Zoos Humanos: la vergüenza olvidada
Hubo un tiempo –no tan lejano como muchos desearían creer– en que los seres humanos eran exhibidos en jaulas. No animales, no esculturas… sino personas. Hombres, mujeres, niños, arrancados de sus hogares, llevados a miles de kilómetros de sus tierras natales y colocados tras cercas como si fueran piezas exóticas en un museo viviente. Se les miraba con fascinación, con burla o con condescendencia. Se les llamaba “salvajes” y eran la diversión de las ciudades ilustradas de Europa.
Estos fueron los zoos humanos, una de las más vergonzosas expresiones del colonialismo europeo y de la deshumanización del otro.

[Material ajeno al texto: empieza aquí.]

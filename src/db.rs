use std::collections::HashMap;
use std::sync::{Arc, Mutex};
use std::time::{Duration, Instant};

use bytes::Bytes;

pub struct DbHolder {
    db: Db,
}

/// Handle to the shared dataset. Cloning is cheap; every connection
/// handler holds one. All access goes through the single mutex, so
/// command execution is serialized with respect to the dataset.
#[derive(Clone)]
pub struct Db {
    state: Arc<Mutex<State>>,
}

struct State {
    // Keys are opaque byte sequences; no encoding is assumed.
    entries: HashMap<Bytes, Entry>,
}

/// A stored value plus its optional expiry instant.
///
/// Expiry is kept on the monotonic clock; conversion to and from the
/// wall clock happens only at snapshot boundaries.
#[derive(Debug, Clone)]
pub struct Entry {
    pub data: Bytes,
    pub expires_at: Option<Instant>,
}

impl Entry {
    pub fn new(data: Bytes, expires_at: Option<Instant>) -> Entry {
        Entry { data, expires_at }
    }

    fn is_expired(&self, now: Instant) -> bool {
        match self.expires_at {
            Some(at) => now > at,
            None => false,
        }
    }
}

impl DbHolder {
    pub fn new() -> DbHolder {
        DbHolder { db: Db::new() }
    }

    pub fn db(&self) -> Db {
        self.db.clone()
    }
}

impl Default for DbHolder {
    fn default() -> Self {
        DbHolder::new()
    }
}

impl Db {
    pub fn new() -> Db {
        Db {
            state: Arc::new(Mutex::new(State {
                entries: HashMap::new(),
            })),
        }
    }

    /// Insert or overwrite a key. `ttl_ms` of `None` clears any existing
    /// expiry. A zero or negative TTL is accepted; the entry lands with
    /// an already-elapsed expiry and disappears on its next observation.
    pub fn set(&self, key: Bytes, value: Bytes, ttl_ms: Option<i64>) {
        let expires_at = ttl_ms.map(|ms| expiry_instant(Instant::now(), ms));

        let mut state = self.state.lock().unwrap();
        state.entries.insert(key, Entry::new(value, expires_at));
    }

    /// Look up a key, removing it if its expiry has passed (lazy expiry).
    pub fn get(&self, key: &[u8]) -> Option<Bytes> {
        let now = Instant::now();
        let mut state = self.state.lock().unwrap();

        match state.entries.get(key) {
            Some(entry) if entry.is_expired(now) => {
                state.entries.remove(key);
                None
            }
            Some(entry) => Some(entry.data.clone()),
            None => None,
        }
    }

    /// All non-expired keys for the pattern. Only `*` is supported; any
    /// other pattern yields an empty list.
    pub fn keys(&self, pattern: &[u8]) -> Vec<Bytes> {
        if pattern != b"*" {
            return vec![];
        }

        let now = Instant::now();
        let state = self.state.lock().unwrap();

        state
            .entries
            .iter()
            .filter(|(_, entry)| !entry.is_expired(now))
            .map(|(key, _)| key.clone())
            .collect()
    }

    /// Clone out the full dataset for snapshot serialization.
    pub fn snapshot(&self) -> Vec<(Bytes, Entry)> {
        let state = self.state.lock().unwrap();

        state
            .entries
            .iter()
            .map(|(key, entry)| (key.clone(), entry.clone()))
            .collect()
    }

    /// Replace the dataset wholesale, used once at startup after a
    /// successful snapshot load.
    pub fn hydrate(&self, entries: HashMap<Bytes, Entry>) {
        let mut state = self.state.lock().unwrap();
        state.entries = entries;
    }
}

impl Default for Db {
    fn default() -> Self {
        Db::new()
    }
}

fn expiry_instant(now: Instant, ttl_ms: i64) -> Instant {
    if ttl_ms >= 0 {
        now.checked_add(Duration::from_millis(ttl_ms as u64))
            .unwrap_or(now)
    } else {
        now.checked_sub(Duration::from_millis(ttl_ms.unsigned_abs()))
            .unwrap_or(now)
    }
}

#[cfg(test)]
mod tests {
    use super::*;
    use std::thread::sleep;

    #[test]
    fn set_then_get_returns_exact_bytes() {
        let db = Db::new();
        let value = Bytes::from_static(b"v\r\n\x00alue");

        db.set(Bytes::from_static(b"k"), value.clone(), None);

        assert_eq!(db.get(b"k"), Some(value));
        assert_eq!(db.get(b"missing"), None);
    }

    #[test]
    fn keys_are_binary_safe() {
        let db = Db::new();
        let key = Bytes::from_static(b"\xff\x00\r\n");

        db.set(key.clone(), Bytes::from_static(b"v"), None);

        assert_eq!(db.get(&key), Some(Bytes::from_static(b"v")));
        assert_eq!(db.keys(b"*"), vec![key]);
    }

    #[test]
    fn overwrite_clears_expiry() {
        let db = Db::new();

        db.set(Bytes::from_static(b"k"), Bytes::from_static(b"a"), Some(10));
        db.set(Bytes::from_static(b"k"), Bytes::from_static(b"b"), None);

        sleep(Duration::from_millis(30));

        assert_eq!(db.get(b"k"), Some(Bytes::from_static(b"b")));
    }

    #[test]
    fn entry_expires_after_ttl() {
        let db = Db::new();

        db.set(Bytes::from_static(b"k"), Bytes::from_static(b"v"), Some(40));

        assert_eq!(db.get(b"k"), Some(Bytes::from_static(b"v")));

        sleep(Duration::from_millis(80));

        assert_eq!(db.get(b"k"), None);
        // lazy expiry removed the entry entirely
        assert!(db.keys(b"*").is_empty());
    }

    #[test]
    fn non_positive_ttl_is_accepted_and_immediately_absent() {
        let db = Db::new();

        db.set(
            Bytes::from_static(b"zero"),
            Bytes::from_static(b"v"),
            Some(0),
        );
        db.set(
            Bytes::from_static(b"neg"),
            Bytes::from_static(b"v"),
            Some(-500),
        );

        sleep(Duration::from_millis(5));

        assert_eq!(db.get(b"zero"), None);
        assert_eq!(db.get(b"neg"), None);
    }

    #[test]
    fn keys_supports_only_wildcard() {
        let db = Db::new();

        db.set(Bytes::from_static(b"a"), Bytes::from_static(b"1"), None);
        db.set(Bytes::from_static(b"b"), Bytes::from_static(b"2"), None);

        let mut keys = db.keys(b"*");
        keys.sort();

        assert_eq!(
            keys,
            vec![Bytes::from_static(b"a"), Bytes::from_static(b"b")]
        );
        assert!(db.keys(b"a*").is_empty());
    }

    #[test]
    fn hydrate_replaces_dataset() {
        let db = Db::new();
        db.set(Bytes::from_static(b"old"), Bytes::from_static(b"1"), None);

        let mut entries = HashMap::new();
        entries.insert(
            Bytes::from_static(b"new"),
            Entry::new(Bytes::from_static(b"2"), None),
        );
        db.hydrate(entries);

        assert_eq!(db.get(b"old"), None);
        assert_eq!(db.get(b"new"), Some(Bytes::from_static(b"2")));
    }
}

Una atrocidad normalizada que tuvo lugar en ciudades como París, Berlín, Hamburgo, Oslo, Bruselas, Londres, Milán, y también en España, en Madrid y en Barcelona, hasta mediados del siglo XX. En el Parque del Retiro de Madrid y en el Parque de la Ciudadela en Barcelona, se instalaron “aldeas indígenas” donde se recluía a personas traídas de África, Asia o América Latina, para que los europeos pudieran observarlos, fotografiarlos y estudiar sus "costumbres".
Eran presentados como ejemplos de atraso, como vestigios vivos de un pasado primitivo que debía ser domesticado. Los organizadores de estas exposiciones –entre ellos gobiernos, sociedades antropológicas e incluso zoológicos– justificaban su existencia como una actividad educativa y científica. Pero la realidad era otra: una humillación sistemática, una negación total de la dignidad humana, un crimen colectivo que millones de personas aceptaron, aplaudieron o simplemente ignoraron.
Uno de los casos más conocidos fue el de Ota Benga, un joven congolés que fue exhibido en el Zoológico del Bronx en Nueva York, junto con los monos. Pasó sus días observado como una rareza, hasta que finalmente, al no soportar más la vejación y el desprecio, se quitó la vida. Su historia, como la de miles de personas expuestas como trofeos coloniales, debería ser de estudio obligatorio en todas las escuelas del mundo.
Hoy, los zoos humanos han desaparecido de las plazas públicas, pero siguen existiendo bajo nuevas formas. El desprecio por la vida indígena no ha cesado. Continúa en la expulsión de pueblos originarios de sus tierras, en la destrucción de sus bosques sagrados por intereses económicos, en el silenciamiento de sus lenguas, en la muerte de sus líderes bajo gobiernos cómplices del extractivismo y la corrupción.
Las vitrinas han cambiado, pero el racismo estructural y la lógica del espectáculo colonial siguen vigentes. Hoy se exhibe al indígena como un personaje pintoresco en las ferias turísticas, se le utiliza como imagen exótica para campañas, pero se le niega el derecho a decidir sobre su tierra, su cuerpo y su cultura.
El mismo público que ayer pagaba una entrada para ver a un "caníbal" africano en el Retiro, hoy paga por espectáculos crueles como las corridas de toros, o por visitar zoos donde seres sintientes viven encerrados, lejos de su hábitat, condenados a la tristeza de la reclusión de por vida. Todo ello bajo el disfraz de cultura, tradición o educación. Nada más lejos de la verdad. Es entretenimiento fundado en el sufrimiento ajeno.
No podemos olvidar
Recordar los zoos humanos no es un ejercicio de culpabilidad estéril, sino de memoria necesaria. Es una advertencia: cuando la humanidad pierde el respeto por la dignidad del otro, cae en la barbarie, incluso envuelta en discursos de civilización.
Hoy, más que nunca, debemos levantar la voz por los que no pueden hacerlo. Por los pueblos indígenas que siguen siendo arrinconados, ignorados, eliminados. Por los niños que aún viven entre cercas en campos de refugiados. Por los animales que sufren el mismo destino de encierro y exhibición.
La dignidad no se exhibe. Se respeta. Se protege. Se honra. Que el eco de los zoos humanos resuene como una advertencia que no se debe silenciar jamás. Porque un mundo que olvida sus vergüenzas está condenado a repetirlas, y ya las está repitiendo.
Nota: El autor de este artículo ha escrito el prólogo del libro “Casas de fieras y zoológicos humanos” titulado “Jaulas vacías”, cuyo autor es Luis Miguel Domínguez, un defensor incansable de la vida silvestre y bien conocido en su lucha por la defensa del lobo.